Il resto va dal death rock ri-attualizzato dei Christ vs. Warhol al doom radiofonico degli Swallow the Sun, passando per il rockabilly anni ‘60 dei Courettes, attraverso i punkeggiamenti adulti degli I Melt e l’eclettismo spinto degli Warmduscher (chiamatela strampalaggine, se preferite) per l’occasione coadiuvati dall’ottima Coucou Chloe.
Body Count (feat. David Gilmour): Comfortably Numb
di Max Zarucchi
David Gilmour (ex Pink Floyd per chi avesse vissuto su Marte negli ultimi sessant’anni) ha pubblicato da poco il suo ultimo lavoro solista, Luck and Strange. Disco più che dignitoso, dove il Nostro cerca qua e là di spaziare nel suo modo di fare musica pur rimanendo ben ancorato nella sua comfort zone.
D’altra parte è un signore di quasi ottant’anni, che da tempo ha preferito una serena vita in campagna circondato dalla numerosa famiglia e da milleuno animaletti, serenamente cullato nelle braccia di madre natura e tenuto per mano dalla sua compagna di vita, Polly Samson.
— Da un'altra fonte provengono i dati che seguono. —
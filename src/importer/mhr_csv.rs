// ==========================================
// 制造成本估算系统 - MHR 配置 CSV 导入
// ==========================================
// 职责: CSV → MhrConfigRow → 参考数据库（单事务）
// 列: operation, duty, machine（必填）
//     investment_cost, elect_power_rating, elect_power_charges,
//     available_hrs_per_annum, utilization_hrs_year, machine_hr_rate（可空）
// ==========================================

use crate::domain::reference::MhrConfigRow;
use crate::importer::error::{ImportError, ImportResult};
use crate::repository::reference_data_repo_impl::{MhrImportSummary, ReferenceDataRepository};
use csv::{ReaderBuilder, StringRecord};
use std::collections::HashMap;
use std::fs::File;
use std::io::Read;
use std::path::Path;
use std::sync::Arc;
use tracing::{info, instrument};

const REQUIRED_COLUMNS: [&str; 3] = ["operation", "duty", "machine"];

// ==========================================
// 解析
// ==========================================

/// 从任意 Reader 解析 MHR 配置行
///
/// - 表头去空白、不区分大小写
/// - 空行跳过
/// - 可选文本列空串视为 None
pub fn parse_mhr_rows<R: Read>(reader: R) -> ImportResult<Vec<MhrConfigRow>> {
    let mut reader = ReaderBuilder::new()
        .has_headers(true)
        .flexible(true) // 允许行长度不一致
        .from_reader(reader);

    let headers: HashMap<String, usize> = reader
        .headers()?
        .iter()
        .enumerate()
        .map(|(idx, h)| (h.trim().to_lowercase(), idx))
        .collect();

    for col in REQUIRED_COLUMNS {
        if !headers.contains_key(col) {
            return Err(ImportError::MissingColumn(col.to_string()));
        }
    }

    let mut rows = Vec::new();
    for (idx, result) in reader.records().enumerate() {
        let record = result?;
        // 行号按文件计（表头为第 1 行）
        let row_no = idx + 2;
        if record.iter().all(|v| v.trim().is_empty()) {
            continue;
        }

        let cell = |name: &str| -> Option<String> {
            headers
                .get(name)
                .and_then(|&i| record.get(i))
                .map(str::trim)
                .filter(|v| !v.is_empty())
                .map(str::to_string)
        };

        let required = |name: &str| -> ImportResult<String> {
            cell(name).ok_or_else(|| ImportError::RequiredFieldMissing {
                row: row_no,
                field: name.to_string(),
            })
        };

        rows.push(MhrConfigRow {
            operation: required("operation")?,
            duty: required("duty")?,
            machine: required("machine")?,
            investment_cost: cell("investment_cost"),
            elect_power_rating: cell("elect_power_rating"),
            elect_power_charges: cell("elect_power_charges"),
            available_hrs_per_annum: cell("available_hrs_per_annum"),
            utilization_hrs_year: cell("utilization_hrs_year"),
            machine_hr_rate: parse_rate(&record, &headers, row_no)?,
        });
    }

    Ok(rows)
}

fn parse_rate(
    record: &StringRecord,
    headers: &HashMap<String, usize>,
    row_no: usize,
) -> ImportResult<Option<f64>> {
    let raw = match headers.get("machine_hr_rate").and_then(|&i| record.get(i)) {
        Some(v) if !v.trim().is_empty() => v.trim(),
        _ => return Ok(None),
    };
    raw.replace(',', "")
        .parse::<f64>()
        .map(Some)
        .map_err(|e| ImportError::TypeConversionError {
            row: row_no,
            field: "machine_hr_rate".to_string(),
            message: format!("'{}': {}", raw, e),
        })
}

/// 从文件解析 MHR 配置行
pub fn parse_mhr_file(path: &Path) -> ImportResult<Vec<MhrConfigRow>> {
    if !path.exists() {
        return Err(ImportError::FileNotFound(path.display().to_string()));
    }
    let is_csv = path
        .extension()
        .and_then(|e| e.to_str())
        .map(|e| e.eq_ignore_ascii_case("csv"))
        .unwrap_or(false);
    if !is_csv {
        return Err(ImportError::UnsupportedFormat(path.display().to_string()));
    }

    parse_mhr_rows(File::open(path)?)
}

// ==========================================
// MhrCsvImporter - 导入器
// ==========================================
pub struct MhrCsvImporter {
    repo: Arc<ReferenceDataRepository>,
}

impl MhrCsvImporter {
    pub fn new(repo: Arc<ReferenceDataRepository>) -> Self {
        Self { repo }
    }

    /// 导入 CSV 文件
    #[instrument(skip(self), fields(path = %path.display()))]
    pub fn import_file(&self, path: &Path) -> ImportResult<MhrImportSummary> {
        let rows = parse_mhr_file(path)?;
        self.import_rows(&rows)
    }

    /// 导入已解析的配置行（单事务，失败整体回滚）
    pub fn import_rows(&self, rows: &[MhrConfigRow]) -> ImportResult<MhrImportSummary> {
        let summary = self.repo.import_mhr_rows(rows)?;
        info!(
            rows = rows.len(),
            operation_types_created = summary.operation_types_created,
            duties_created = summary.duties_created,
            machines_created = summary.machines_created,
            mhr_inserted = summary.mhr_inserted,
            mhr_updated = summary.mhr_updated,
            "MHR 配置导入完成"
        );
        Ok(summary)
    }
}

#[cfg(test)]
mod tests {
    use super::*;

    #[test]
    fn test_parse_rows_with_optional_fields() {
        let csv = "\
Operation, Duty ,machine,investment_cost,machine_hr_rate
turning,Medium duty,CNC Lathe,\"1,200,000\",450
milling,Heavy duty,CNC Milling - 5 Axis,,
,,,,
";
        let rows = parse_mhr_rows(csv.as_bytes()).unwrap();
        assert_eq!(rows.len(), 2);

        assert_eq!(rows[0].operation, "turning");
        assert_eq!(rows[0].duty, "Medium duty");
        assert_eq!(rows[0].investment_cost.as_deref(), Some("1,200,000"));
        assert_eq!(rows[0].machine_hr_rate, Some(450.0));
        assert_eq!(rows[0].elect_power_rating, None);

        assert_eq!(rows[1].machine, "CNC Milling - 5 Axis");
        assert_eq!(rows[1].machine_hr_rate, None);
    }

    #[test]
    fn test_missing_required_column() {
        let csv = "operation,machine,machine_hr_rate\nturning,CNC Lathe,450\n";
        let err = parse_mhr_rows(csv.as_bytes()).unwrap_err();
        assert!(matches!(err, ImportError::MissingColumn(ref c) if c == "duty"));
    }

    #[test]
    fn test_required_field_empty() {
        let csv = "operation,duty,machine\nturning,,CNC Lathe\n";
        let err = parse_mhr_rows(csv.as_bytes()).unwrap_err();
        assert!(matches!(err, ImportError::RequiredFieldMissing { row: 2, .. }));
    }

    #[test]
    fn test_bad_rate() {
        let csv = "operation,duty,machine,machine_hr_rate\nturning,light,CNC Lathe,abc\n";
        let err = parse_mhr_rows(csv.as_bytes()).unwrap_err();
        assert!(matches!(err, ImportError::TypeConversionError { row: 2, .. }));
    }
}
Quindi è uno tranquillo che non ama correre rischi, no? No.
Con un colpo di scena inaspettato da ogni essere vivente del sistema solare, eccolo dare non solo la sua approvazione, ma addirittura comparire come ospite (sia in studio che nel videoclip) della cover di Comfortably Numb a opera di Ice T e dei suoi famigerati Body Count. Ora, parlare del brano in sé è quantomeno inutile: la base musicale è quella del riff portante (non del ritornello) ripetuta a mo’ di loop, il testo al vetriolo che sostituisce quello di Roger Waters è un pugno dritto allo stomaco e forse il mega assolo continuo di David (che non si limita alla coda del brano ma che è presente in tutti i sei minuti e passa del pezzo) alla lunga può lasciare un po’ così, ma il punto è un altro.
Se due mondi apparentemente così distanti riescono a trovare un accordo per fare qualcosa insieme, è segno che, a prescindere da background e fama, è l’obiettivo comune che diventa collante, alla faccia di chi non ci avrebbe mai scommesso nemmeno un centesimo.
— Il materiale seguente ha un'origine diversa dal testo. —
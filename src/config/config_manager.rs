// ==========================================
// 制造成本估算系统 - 配置管理器
// ==========================================
// 职责: 估算参数加载、查询、覆写
// 存储: config_kv 表 (key-value + scope)，仅使用 scope_id='global'
// ==========================================

use crate::config::estimation_config_trait::{ConfigResult, EstimationConfigReader};
use crate::config::settings::{
    default_man_hours_matrix, ManHoursMatrix, DEFAULT_CNC_MONTHLY_WAGE,
    DEFAULT_CONVENTIONAL_MONTHLY_WAGE, DEFAULT_MAN_HOURS, DEFAULT_WAGE_HOURS_PER_MONTH,
};
use crate::db::{ensure_reference_schema, open_sqlite_connection};
use async_trait::async_trait;
use rusqlite::{params, Connection};
use serde_json::json;
use std::collections::BTreeMap;
use std::sync::{Arc, Mutex};
use tracing::warn;

const GLOBAL_SCOPE: &str = "global";

// ==========================================
// ConfigManager - 配置管理器
// ==========================================
pub struct ConfigManager {
    conn: Arc<Mutex<Connection>>,
}

impl ConfigManager {
    /// 创建新的 ConfigManager 实例
    ///
    /// # 参数
    /// - db_path: 数据库文件路径
    pub fn new(db_path: &str) -> ConfigResult<Self> {
        let conn = open_sqlite_connection(db_path)?;
        ensure_reference_schema(&conn)?;

        Ok(Self {
            conn: Arc::new(Mutex::new(conn)),
        })
    }

    /// 从已有连接创建 ConfigManager
    pub fn from_connection(conn: Arc<Mutex<Connection>>) -> ConfigResult<Self> {
        {
            let guard = conn.lock().map_err(|e| format!("锁获取失败: {}", e))?;
            crate::db::configure_sqlite_connection(&guard)?;
            ensure_reference_schema(&guard)?;
        }

        Ok(Self { conn })
    }

    /// 从 config_kv 表读取配置值（scope_id='global'）
    ///
    /// # 返回
    /// - Some(String): 配置值
    /// - None: 配置不存在
    pub fn get_global_config_value(&self, key: &str) -> ConfigResult<Option<String>> {
        let conn = self.conn.lock().map_err(|e| format!("锁获取失败: {}", e))?;

        let result = conn.query_row(
            "SELECT value FROM config_kv WHERE scope_id = ?1 AND key = ?2",
            params![GLOBAL_SCOPE, key],
            |row| row.get::<_, String>(0),
        );

        match result {
            Ok(value) => Ok(Some(value)),
            Err(rusqlite::Error::QueryReturnedNoRows) => Ok(None),
            Err(e) => Err(Box::new(e)),
        }
    }

    /// 写入 global 配置（存在则覆盖）
    pub fn set_global_config_value(&self, key: &str, value: &str) -> ConfigResult<()> {
        let conn = self.conn.lock().map_err(|e| format!("锁获取失败: {}", e))?;
        conn.execute(
            "INSERT INTO config_kv (scope_id, key, value) VALUES (?1, ?2, ?3)
             ON CONFLICT(scope_id, key) DO UPDATE SET value = ?3, updated_at = datetime('now')",
            params![GLOBAL_SCOPE, key, value],
        )?;
        Ok(())
    }

    /// 写入工时矩阵（序列化为 JSON）
    pub fn set_man_hours_matrix(&self, matrix: &ManHoursMatrix) -> ConfigResult<()> {
        let raw = serde_json::to_string(matrix)?;
        self.set_global_config_value(config_keys::MAN_HOURS_MATRIX, &raw)
    }

    /// 获取所有 global 配置的快照（JSON格式，按 key 排序）
    pub fn get_config_snapshot(&self) -> ConfigResult<String> {
        let conn = self.conn.lock().map_err(|e| format!("锁获取失败: {}", e))?;

        let mut stmt =
            conn.prepare("SELECT key, value FROM config_kv WHERE scope_id = ?1 ORDER BY key")?;
        let rows = stmt.query_map(params![GLOBAL_SCOPE], |row| {
            Ok((row.get::<_, String>(0)?, row.get::<_, String>(1)?))
        })?;

        let mut config_map: BTreeMap<String, String> = BTreeMap::new();
        for row in rows {
            let (key, value) = row?;
            config_map.insert(key, value);
        }

        Ok(serde_json::to_string(&json!(config_map))?)
    }

    /// 读取数值配置；不存在或无法解析时取默认值
    fn get_f64_or_default(&self, key: &str, default: f64) -> ConfigResult<f64> {
        match self.get_global_config_value(key)? {
            Some(raw) => match raw.trim().parse::<f64>() {
                Ok(v) => Ok(v),
                Err(_) => {
                    warn!(key, value = %raw, "配置值不是数字，使用默认值 {}", default);
                    Ok(default)
                }
            },
            None => Ok(default),
        }
    }
}

// ==========================================
// 实现 EstimationConfigReader Trait
// ==========================================
#[async_trait]
impl EstimationConfigReader for ConfigManager {
    async fn get_conventional_operator_monthly_wage(&self) -> ConfigResult<f64> {
        self.get_f64_or_default(
            config_keys::CONVENTIONAL_OPERATOR_MONTHLY_WAGE,
            DEFAULT_CONVENTIONAL_MONTHLY_WAGE,
        )
    }

    async fn get_cnc_operator_monthly_wage(&self) -> ConfigResult<f64> {
        self.get_f64_or_default(config_keys::CNC_OPERATOR_MONTHLY_WAGE, DEFAULT_CNC_MONTHLY_WAGE)
    }

    async fn get_wage_hours_per_month(&self) -> ConfigResult<f64> {
        let hours =
            self.get_f64_or_default(config_keys::WAGE_HOURS_PER_MONTH, DEFAULT_WAGE_HOURS_PER_MONTH)?;
        if hours <= 0.0 {
            warn!(hours, "每月工时必须为正数，使用默认值");
            return Ok(DEFAULT_WAGE_HOURS_PER_MONTH);
        }
        Ok(hours)
    }

    async fn get_default_man_hours(&self) -> ConfigResult<f64> {
        self.get_f64_or_default(config_keys::DEFAULT_MAN_HOURS, DEFAULT_MAN_HOURS)
    }

    async fn get_man_hours_matrix(&self) -> ConfigResult<ManHoursMatrix> {
        let raw = match self.get_global_config_value(config_keys::MAN_HOURS_MATRIX)? {
            Some(v) => v,
            None => return Ok(default_man_hours_matrix()),
        };

        match serde_json::from_str::<ManHoursMatrix>(&raw) {
            Ok(matrix) => Ok(matrix),
            Err(e) => {
                warn!(error = %e, "工时矩阵配置格式错误，使用内置矩阵");
                Ok(default_man_hours_matrix())
            }
        }
    }
}

// ==========================================
// 配置键常量
// ==========================================
pub mod config_keys {
    // 工资口径
    pub const CONVENTIONAL_OPERATOR_MONTHLY_WAGE: &str = "conventional_operator_monthly_wage";
    pub const CNC_OPERATOR_MONTHLY_WAGE: &str = "cnc_operator_monthly_wage";
    pub const WAGE_HOURS_PER_MONTH: &str = "wage_hours_per_month";

    // 工时
    pub const DEFAULT_MAN_HOURS: &str = "default_man_hours";
    pub const MAN_HOURS_MATRIX: &str = "man_hours_matrix"; // JSON

    pub const ALL: [&str; 5] = [
        CONVENTIONAL_OPERATOR_MONTHLY_WAGE,
        CNC_OPERATOR_MONTHLY_WAGE,
        WAGE_HOURS_PER_MONTH,
        DEFAULT_MAN_HOURS,
        MAN_HOURS_MATRIX,
    ];
}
Qualsiasi accordo si può fare. Basta volerlo e trovare un punto d’incontro. Capito, Vladimiro uno e due? È chiaro il concetto, Nety & Co.?
Christ vs. Warhol: Kick!
di Max Zarucchi
Chi si ricorda dei Christ vs. Warhol? Di sicuro tutti coloro che ne sono rimasti orfani all’inizio degli anni Dieci. Dopo uno splendido debutto (quel Dissent che era stato un must per tutti gli amanti del Death Rock più chitarroso), infatti, i nostri si erano messi in pausa a tempo indeterminato, allontanandosi dalla musica per dedicarsi alle proprie vite al di fuori dei palchi e degli studi di registrazione.
Sotto la sempre paterna ala protettrice di William Faith, tornano oggi con un album, We… the Victims of History, che è il degno prosieguo della loro carriera: non perdendo di vista ciò che sono stati, i Nostri nemmeno fingono che il tempo si sia congelato e apportano – probabilmente in modo involontario – una serie di modifiche sostanziali al loro sound che, pur senza snaturarsi, risulta ora attuale e fresco invece che una semplice rilettura di quello che fu. Lavoro eterogeneo (dal già citato death rock al goth rock, passando per l’indie e soluzioni più cabarettistiche), è un album da assaporare più volte per riuscire a gustare fino in fondo le sue mille sfaccettature.
Prendete ad esempio Kick!, forse il brano più diretto del disco: non sembra un matrimonio improbabile tra i Banshees e le soluzioni armoniche alla Cobain? Che c’azzeccherebbe? Eppure il tutto funziona alla grande, a dimostrazione che i Christ vs. Warhol possono anche aver acquisito qualche ruga, ma di certo non hanno perso la voglia di stupire e stupirsi cercando sempre e comunque la strada meno banale per convogliare la loro arte e metterla in musica.
Il Muro del Canto: Montale
La formula alla base del progetto Muro del Canto era, agli inizi della sua storia, quella della riscoperta della musica popolare romana, in una originale rilettura in chiave moderna di stilemi del passato attraverso brani inediti avvolti in un’atmosfera oscura, notturna e una scrittura profonda e viscerale. Una fusione di passato e presente che ha sempre avuto il tratto comune della ispirata penna di Daniele Coccia e della rappresentazione di un’umanità logora e provata dalle difficoltà dell’esistenza, ma sempre viva, capace di lottare, pronta a non rassegnarsi.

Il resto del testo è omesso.